One of the reasons I was tempted to do a retrospective is because the upcoming year seems to be shaping up to be, well, a bit dull. The last few years have been, technologically speaking, quite exciting. We have seen the mainstreaming of ILM, CDP, disk-to-disk backup, and WAFS. Highly scalable NAS devices and file virtualization, on the edge just a few years ago, are now commonplace.

With all this new technology having previously been introduced, a slowdown is inevitable. Once technology is proven to the point where managers can feel it is safe, they deploy it. That's where the focus will be in 2007. Getting all of this useful technology into the data center without something going horribly wrong. The good news is that after all the data disasters of the past year, there is renewed interest in data protection at the highest levels of the corporation. That means there will be budget for these projects.

For vendors, this is good news indeed. Rather than evaluating new technology, IT managers will actually be buying it. It's a salesperson's dream - something new to talk about that works and that customer might actually buy.

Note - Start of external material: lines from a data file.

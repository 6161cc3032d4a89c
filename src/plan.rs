use anyhow::{Context, Result};
use serde::{Deserialize, Serialize};
use sha2::{Digest, Sha256};
use std::fs;
use std::path::PathBuf;

use crate::config::{
    executable_extension, is_custom_channel, target_group, BuildConfig, BuildOption,
};
use crate::settings::expand_path;

/// Consumer of a validated effective configuration.
///
/// The engine binding layer implements this to push values into the host's
/// player settings; the crate itself ships [`PlanWriter`].
pub trait ApplySink {
    fn apply(&mut self, config: &BuildConfig) -> Result<()>;
}

/// Everything the engine binding layer has to set, computed from an effective config.
#[derive(Debug, Clone, PartialEq, Eq, Serialize, Deserialize)]
pub struct ApplyPlan {
    pub metadata: PlanMetadata,
    pub player: PlayerSettings,
    pub build: BuildPlan,
}

#[derive(Debug, Clone, PartialEq, Eq, Serialize, Deserialize)]
pub struct PlanMetadata {
    /// When the plan was produced (RFC 3339)
    pub resolved_at: String,
    /// SHA-256 of the effective configuration
    pub fingerprint: String,
}

#[derive(Debug, Clone, Default, PartialEq, Eq, Serialize, Deserialize)]
pub struct PlayerSettings {
    #[serde(default, skip_serializing_if = "Option::is_none")]
    pub product_name: Option<String>,
    #[serde(default, skip_serializing_if = "Option::is_none")]
    pub company_name: Option<String>,
    #[serde(default, skip_serializing_if = "Option::is_none")]
    pub application_identifier: Option<String>,
    pub target_group: String,
    #[serde(default, skip_serializing_if = "Option::is_none")]
    pub bundle_version: Option<String>,
    /// Android `bundleVersionCode`
    #[serde(default, skip_serializing_if = "Option::is_none")]
    pub version_code: Option<i64>,
    /// iOS, macOS and tvOS build number
    #[serde(default, skip_serializing_if = "Option::is_none")]
    pub build_number: Option<String>,
    #[serde(default, skip_serializing_if = "Option::is_none")]
    pub channel: Option<String>,
    #[serde(default)]
    pub signing: SigningPlan,
    /// Define symbols joined with `;`. Empty clears the symbols.
    pub scripting_defines: String,
}

#[derive(Debug, Clone, Default, PartialEq, Eq, Serialize, Deserialize)]
pub struct SigningPlan {
    #[serde(default, skip_serializing_if = "Option::is_none")]
    pub keystore_name: Option<String>,
    #[serde(default, skip_serializing_if = "Option::is_none")]
    pub keystore_pass: Option<String>,
    #[serde(default, skip_serializing_if = "Option::is_none")]
    pub keyalias_name: Option<String>,
    #[serde(default, skip_serializing_if = "Option::is_none")]
    pub keyalias_pass: Option<String>,
}

#[derive(Debug, Clone, PartialEq, Eq, Serialize, Deserialize)]
pub struct BuildPlan {
    pub target: String,
    pub output_dir: PathBuf,
    pub executable: String,
    pub location: PathBuf,
    pub scenes: Vec<String>,
    pub options: Vec<BuildOption>,
    pub development: bool,
}

fn non_empty(value: &str) -> Option<String> {
    (!value.is_empty()).then(|| value.to_string())
}

fn first_non_empty(primary: &str, fallback: &str) -> Option<String> {
    non_empty(primary).or_else(|| non_empty(fallback))
}

/// SHA-256 over the JSON form of `config`.
pub fn fingerprint(config: &BuildConfig) -> Result<String> {
    let bytes = serde_json::to_vec(config).context("Failed to serialize build configuration")?;
    Ok(hex::encode(Sha256::digest(&bytes)))
}

/// Output folder for a build: `<output>/<product>_v<version>/<target>[.<channel>]`.
pub fn output_dir(config: &BuildConfig) -> Result<PathBuf> {
    let root = expand_path(&config.build.paths.output_dir)?;

    let version = &config.version.bundle_version;
    let release = if config.app.product_id.is_empty() {
        format!("v{version}")
    } else {
        format!("{}_v{version}", config.app.product_id)
    };

    let mut target = config.build.target.clone();
    if is_custom_channel(&config.build.target, &config.app.channel) {
        target.push('.');
        target.push_str(&config.app.channel);
    }

    Ok(root.join(release).join(target))
}

pub fn executable_name(config: &BuildConfig) -> String {
    let stem = if config.app.product_id.is_empty() {
        "app"
    } else {
        config.app.product_id.as_str()
    };
    format!("{stem}{}", executable_extension(&config.build.target))
}

impl ApplyPlan {
    pub fn from_config(config: &BuildConfig) -> Result<Self> {
        let app = &config.app;
        let version = &config.version;
        let signing = &config.build.signing;

        let player = PlayerSettings {
            product_name: first_non_empty(&app.product_name, &app.product_id),
            company_name: first_non_empty(&app.company_name, &app.company_id),
            application_identifier: non_empty(&app.derived_bundle_identifier()),
            target_group: target_group(&config.build.target).to_string(),
            bundle_version: non_empty(&version.bundle_version),
            version_code: (version.bundle_version_code > 0).then_some(version.bundle_version_code),
            build_number: (version.build_number > 0).then(|| version.build_number.to_string()),
            channel: non_empty(&app.channel),
            signing: SigningPlan {
                keystore_name: non_empty(&signing.keystore_name),
                keystore_pass: non_empty(&signing.keystore_pass),
                keyalias_name: non_empty(&signing.keyalias_name),
                keyalias_pass: non_empty(&signing.keyalias_pass),
            },
            scripting_defines: config
                .build
                .defines
                .iter()
                .map(String::as_str)
                .collect::<Vec<_>>()
                .join(";"),
        };

        let output_dir = output_dir(config)?;
        let executable = executable_name(config);
        let build = BuildPlan {
            target: config.build.target.clone(),
            location: output_dir.join(&executable),
            output_dir,
            executable,
            scenes: config.build.scenes.clone(),
            options: config.build.options.iter().copied().collect(),
            development: config.is_development(),
        };

        Ok(Self {
            metadata: PlanMetadata {
                resolved_at: chrono::Utc::now().to_rfc3339(),
                fingerprint: fingerprint(config)?,
            },
            player,
            build,
        })
    }

    pub fn to_json(&self) -> Result<String> {
        serde_json::to_string_pretty(self).context("Failed to serialize apply plan")
    }
}

/// Writes the [`ApplyPlan`] as JSON to a file, or to stdout when no path is given.
#[derive(Debug, Default)]
pub struct PlanWriter {
    destination: Option<PathBuf>,
    written: Option<ApplyPlan>,
}

impl PlanWriter {
    pub fn new(destination: Option<PathBuf>) -> Self {
        Self {
            destination,
            written: None,
        }
    }

    /// The last plan written, if any.
    pub fn written(&self) -> Option<&ApplyPlan> {
        self.written.as_ref()
    }
}

impl ApplySink for PlanWriter {
    fn apply(&mut self, config: &BuildConfig) -> Result<()> {
        let plan = ApplyPlan::from_config(config)?;
        let json = plan.to_json()?;

        match &self.destination {
            Some(path) => {
                if let Some(parent) = path.parent() {
                    if !parent.as_os_str().is_empty() {
                        fs::create_dir_all(parent).with_context(|| {
                            format!("Failed to create plan directory {:?}", parent)
                        })?;
                    }
                }
                fs::write(path, json)
                    .with_context(|| format!("Failed to write apply plan to {:?}", path))?;
            }
            None => println!("{json}"),
        }

        self.written = Some(plan);
        Ok(())
    }
}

Also on the vendor side, consolidation will continue. The big companies will continue to gobble up the small ones that are still left. Their focus will be on integrating these newer technologies into their overall product lines. To that end, CDP is fast becoming a feature of disk-based backup and WAFS another network service.

Since everyone will be spending their time digesting acquisitions and technology, don't expect radical new technology to hit the streets. Think incremental changes to products rather then revolutionary new technology. Most folks will be too worried about deployment to care about something disruptive.

For sure, some areas will continue to show innovation. Information management tools such as classification or information tracking are still in their infancy. A lot can happen in this arena in the next year. Application specific storage also has some ways to go and will be a hot area in 2007.

A lot will be happening on the consumer side as well. While more a packaging project, making advanced technology available to consumers will be an interesting path for some companies. Seagate and Iomega are gearing up to attack this market head on. As more and more households store and share lots of digital photos, music, and videos, they will need better storage options then a PC hard drive. These products will be well received once the prices come down a bit.

In a nutshell, 2007 will be a bit boring unless you are making or spending money. In that case, you will be very busy.